You can also use this as a reference to style elements within the CSS: http://www.jondjones.com/learn-episerver-cms/episerver-frontend-developers-guide/how-to-add-your-own-custom-css-in-the-episerver-editor
That way you can override any styles you dont like for any of the fields in the CMS
Hi Joel,
If you want to override the css by defining custom css
module clientResourceRelativePath="" tags="EPiServerPublicModulePackage"> <assemblies> <add assembly="XXX.Web" /> </assemblies> <clientResources> <add name="tags-vendor" path="Resources/Scripts/Vendor/jquery-2.1.0.min.js" resourceType="Script" sortIndex="1" /> <add name="tags-vendor" path="Resources/Scripts/Vendor/jquery-ui.min.js" resourceType="Script" sortIndex="2" /> <add name="tags-vendor" path="Resources/Scripts/Vendor/tag-it.js" resourceType="Script" sortIndex="3" /> <add name="tags-styles" path="Resources/Styles/jquery.tagit.css" resourceType="Style" sortIndex="1" /> <add name="tags-styles" path="Resources/Styles/tagit.ui-zendesk.css" resourceType="Style" sortIndex="2" /> <add name="tags-styles" path="Resources/Styles/tagit.overrides.css" resourceType="Style" sortIndex="3" /> <add name="epi-cms.widgets.base" path="Resources/Styles/edit-mode.css" resourceType="Style"/> <add name="epi-cms.widgets.base" path="Resources/Scripts/edit-mode.js" resourceType="Script"/> </clientResources>
Note: these are just exmples that we use in out proj.
edit-mode.css can contain any css that you want to override we have for example.
/* Display help text underneath the field label */ .Sleek .dijitTabPaneWrapper .epi-form-container__section__row label[title]:after, .Sleek form > ul.epi-form-container__section .epi-form-container__section__row label[title]:after { content: attr(title); display: block; font-size: 0.7em; font-style: italic; margin: 0.3em 0 0 0; color: grey; }
Cheers
Hi Murtaza and Aniket!
Thanks for your solutions, always good knowing you can fix things by code. Epi continues to be excellent at extending the platform!
The CSS in place came from /EPiServer/Shell/10.10.6.0/ClientResources/epi/themes/sleek/sleek1.css, which I assume is the built in theme for CMS UI.
My biggest problem is however not that I have that issue, me and my team/customers knows about this because we've had experience with the product for a while. This problem I have with it is that it's default epi, so all new customers that don't know the ins and outs of Epi CMS will stumble upon this width: 90% !important role.
If it's there for some reason, some feature that can utilize that space, it should still not be there if the feature doesn't utilize it. It's simply bad UX. You should understand a UI and how it works by looking at it. If it's complex, I can maybe buy that you need to read the documentation first, but never that you need to actually experience it to understand it :)
I guess it may be connected to field validation and leaving some room for the red exclaimation?

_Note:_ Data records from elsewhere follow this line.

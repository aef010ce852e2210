use chrono::{DateTime, Utc};
use serde::{Deserialize, Serialize};

use rentforge_core::{CustomerId, DomainError, DomainResult, Entity, ItemId, OrderId, UserId};

use crate::window::RentalWindow;

/// Rental order status lifecycle.
///
/// Legal transitions: Draft → Reserved → CheckedOut → Returned, plus
/// Draft → Cancelled and Reserved → Cancelled. Returned and Cancelled are
/// terminal.
#[derive(Debug, Clone, Copy, PartialEq, Eq, Hash, Serialize, Deserialize)]
#[serde(rename_all = "snake_case")]
pub enum OrderStatus {
    Draft,
    Reserved,
    CheckedOut,
    Returned,
    Cancelled,
}

impl OrderStatus {
    /// The statuses this one may advance to. Terminal states return nothing.
    pub fn allowed_next(self) -> &'static [OrderStatus] {
        match self {
            OrderStatus::Draft => &[OrderStatus::Reserved, OrderStatus::Cancelled],
            OrderStatus::Reserved => &[OrderStatus::CheckedOut, OrderStatus::Cancelled],
            OrderStatus::CheckedOut => &[OrderStatus::Returned],
            OrderStatus::Returned | OrderStatus::Cancelled => &[],
        }
    }

    pub fn can_transition_to(self, next: OrderStatus) -> bool {
        self.allowed_next().contains(&next)
    }

    pub fn is_terminal(self) -> bool {
        self.allowed_next().is_empty()
    }

    /// Statuses whose orders hold quantity against availability.
    pub fn holds_stock(self) -> bool {
        matches!(self, OrderStatus::Reserved | OrderStatus::CheckedOut)
    }

    pub fn as_str(self) -> &'static str {
        match self {
            OrderStatus::Draft => "draft",
            OrderStatus::Reserved => "reserved",
            OrderStatus::CheckedOut => "checked_out",
            OrderStatus::Returned => "returned",
            OrderStatus::Cancelled => "cancelled",
        }
    }
}

impl core::str::FromStr for OrderStatus {
    type Err = DomainError;

    fn from_str(s: &str) -> Result<Self, Self::Err> {
        match s {
            "draft" => Ok(OrderStatus::Draft),
            "reserved" => Ok(OrderStatus::Reserved),
            "checked_out" => Ok(OrderStatus::CheckedOut),
            "returned" => Ok(OrderStatus::Returned),
            "cancelled" => Ok(OrderStatus::Cancelled),
            other => Err(DomainError::validation(format!("unknown order status: {other}"))),
        }
    }
}

impl core::fmt::Display for OrderStatus {
    fn fmt(&self, f: &mut core::fmt::Formatter<'_>) -> core::fmt::Result {
        f.write_str(self.as_str())
    }
}

/// Order line: item, quantity, daily price.
#[derive(Debug, Clone, PartialEq, Eq, Serialize, Deserialize)]
pub struct OrderLine {
    pub order_id: OrderId,
    pub line_no: u32,
    pub item_id: ItemId,
    pub quantity: i64,
    /// Daily price in smallest currency unit (e.g., cents).
    pub price_per_day: i64,
}

impl OrderLine {
    pub fn new(
        order_id: OrderId,
        line_no: u32,
        item_id: ItemId,
        quantity: i64,
        price_per_day: i64,
    ) -> DomainResult<Self> {
        if quantity <= 0 {
            return Err(DomainError::validation("line quantity must be positive"));
        }
        if price_per_day < 0 {
            return Err(DomainError::validation("price per day cannot be negative"));
        }
        Ok(Self {
            order_id,
            line_no,
            item_id,
            quantity,
            price_per_day,
        })
    }

    /// Derived line total over the order's billable days.
    pub fn line_total(&self, window: &RentalWindow) -> i64 {
        self.quantity * self.price_per_day * window.billable_days()
    }
}

/// A rental order. Lines are stored separately and owned by the order.
#[derive(Debug, Clone, PartialEq, Eq, Serialize, Deserialize)]
pub struct Order {
    id: OrderId,
    customer_id: CustomerId,
    sales_person_id: UserId,
    status: OrderStatus,
    window: RentalWindow,
    created_at: DateTime<Utc>,
}

impl Order {
    /// Create a new order in Draft.
    pub fn draft(
        id: OrderId,
        customer_id: CustomerId,
        sales_person_id: UserId,
        window: RentalWindow,
        created_at: DateTime<Utc>,
    ) -> Self {
        Self {
            id,
            customer_id,
            sales_person_id,
            status: OrderStatus::Draft,
            window,
            created_at,
        }
    }

    pub fn id_typed(&self) -> OrderId {
        self.id
    }

    pub fn customer_id(&self) -> CustomerId {
        self.customer_id
    }

    pub fn sales_person_id(&self) -> UserId {
        self.sales_person_id
    }

    pub fn status(&self) -> OrderStatus {
        self.status
    }

    pub fn window(&self) -> &RentalWindow {
        &self.window
    }

    pub fn created_at(&self) -> DateTime<Utc> {
        self.created_at
    }

    pub fn is_modifiable(&self) -> bool {
        self.status == OrderStatus::Draft
    }

    pub fn ensure_modifiable(&self) -> DomainResult<()> {
        if self.is_modifiable() {
            Ok(())
        } else {
            Err(DomainError::state_conflict(format!(
                "order lines can only change while draft (status: {})",
                self.status
            )))
        }
    }

    /// Set the stored status. Legality of the change is the lifecycle
    /// engine's responsibility; this only records the outcome.
    pub fn set_status(&mut self, status: OrderStatus) {
        self.status = status;
    }

    /// Rehydrate a persisted order. The caller vouches for the stored status.
    pub fn from_parts(
        id: OrderId,
        customer_id: CustomerId,
        sales_person_id: UserId,
        status: OrderStatus,
        window: RentalWindow,
        created_at: DateTime<Utc>,
    ) -> Self {
        Self {
            id,
            customer_id,
            sales_person_id,
            status,
            window,
            created_at,
        }
    }
}

impl Entity for Order {
    type Id = OrderId;

    fn id(&self) -> &Self::Id {
        &self.id
    }
}

#[cfg(test)]
mod tests {
    use super::*;
    use chrono::TimeZone;

    fn day(d: u32) -> DateTime<Utc> {
        Utc.with_ymd_and_hms(2026, 1, d, 0, 0, 0).unwrap()
    }

    fn test_window() -> RentalWindow {
        RentalWindow::simple(day(10), day(15)).unwrap()
    }

    fn test_order(status: OrderStatus) -> Order {
        let mut order = Order::draft(
            OrderId::new(),
            CustomerId::new(),
            UserId::new(),
            test_window(),
            Utc::now(),
        );
        order.set_status(status);
        order
    }

    #[test]
    fn happy_path_transitions_are_allowed() {
        assert!(OrderStatus::Draft.can_transition_to(OrderStatus::Reserved));
        assert!(OrderStatus::Reserved.can_transition_to(OrderStatus::CheckedOut));
        assert!(OrderStatus::CheckedOut.can_transition_to(OrderStatus::Returned));
        assert!(OrderStatus::Draft.can_transition_to(OrderStatus::Cancelled));
        assert!(OrderStatus::Reserved.can_transition_to(OrderStatus::Cancelled));
    }

    #[test]
    fn skipping_reservation_is_illegal() {
        assert!(!OrderStatus::Draft.can_transition_to(OrderStatus::CheckedOut));
        assert!(!OrderStatus::Draft.can_transition_to(OrderStatus::Returned));
    }

    #[test]
    fn terminal_states_allow_nothing() {
        for terminal in [OrderStatus::Returned, OrderStatus::Cancelled] {
            assert!(terminal.is_terminal());
            for next in [
                OrderStatus::Draft,
                OrderStatus::Reserved,
                OrderStatus::CheckedOut,
                OrderStatus::Returned,
                OrderStatus::Cancelled,
            ] {
                assert!(!terminal.can_transition_to(next));
            }
        }
    }

    #[test]
    fn checked_out_cannot_be_cancelled() {
        assert!(!OrderStatus::CheckedOut.can_transition_to(OrderStatus::Cancelled));
    }

    #[test]
    fn only_reserved_and_checked_out_hold_stock() {
        assert!(OrderStatus::Reserved.holds_stock());
        assert!(OrderStatus::CheckedOut.holds_stock());
        assert!(!OrderStatus::Draft.holds_stock());
        assert!(!OrderStatus::Returned.holds_stock());
        assert!(!OrderStatus::Cancelled.holds_stock());
    }

    #[test]
    fn line_validation_rejects_bad_quantities() {
        let order_id = OrderId::new();
        let item_id = ItemId::new();
        assert!(OrderLine::new(order_id, 1, item_id, 0, 100).is_err());
        assert!(OrderLine::new(order_id, 1, item_id, -3, 100).is_err());
        assert!(OrderLine::new(order_id, 1, item_id, 2, -1).is_err());
        assert!(OrderLine::new(order_id, 1, item_id, 2, 0).is_ok());
    }

    #[test]
    fn line_total_multiplies_quantity_price_and_days() {
        let line = OrderLine::new(OrderId::new(), 1, ItemId::new(), 3, 250).unwrap();
        // five billable days
        assert_eq!(line.line_total(&test_window()), 3 * 250 * 5);
    }

    #[test]
    fn lines_are_only_mutable_while_draft() {
        assert!(test_order(OrderStatus::Draft).ensure_modifiable().is_ok());
        for status in [
            OrderStatus::Reserved,
            OrderStatus::CheckedOut,
            OrderStatus::Returned,
            OrderStatus::Cancelled,
        ] {
            let err = test_order(status).ensure_modifiable().unwrap_err();
            assert!(matches!(err, DomainError::StateConflict(_)));
        }
    }

    #[test]
    fn status_round_trips_through_str() {
        for status in [
            OrderStatus::Draft,
            OrderStatus::Reserved,
            OrderStatus::CheckedOut,
            OrderStatus::Returned,
            OrderStatus::Cancelled,
        ] {
            assert_eq!(status.as_str().parse::<OrderStatus>().unwrap(), status);
        }
    }
}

Yeah that seems about right. I'd still say it's a bug, the padding shouldn't be there when there isn't a red exclaimation :)
Hey,
I'm not sure if this has been answered before or not, I couldn't find anything by googling, but unfortunately usually it's kind of hard to find stuff on this forum by searching..
How come input fields have their inner element set to "width: 90% !important" by some Sleek template CSS? Is there some feature that you can addon that makes use of this space? Regardless, I find it to be quite confusing to have different spacing left and right and as you can see in the gif it's easy to think that there is nothing more when there is more content hiding behind the last 10%.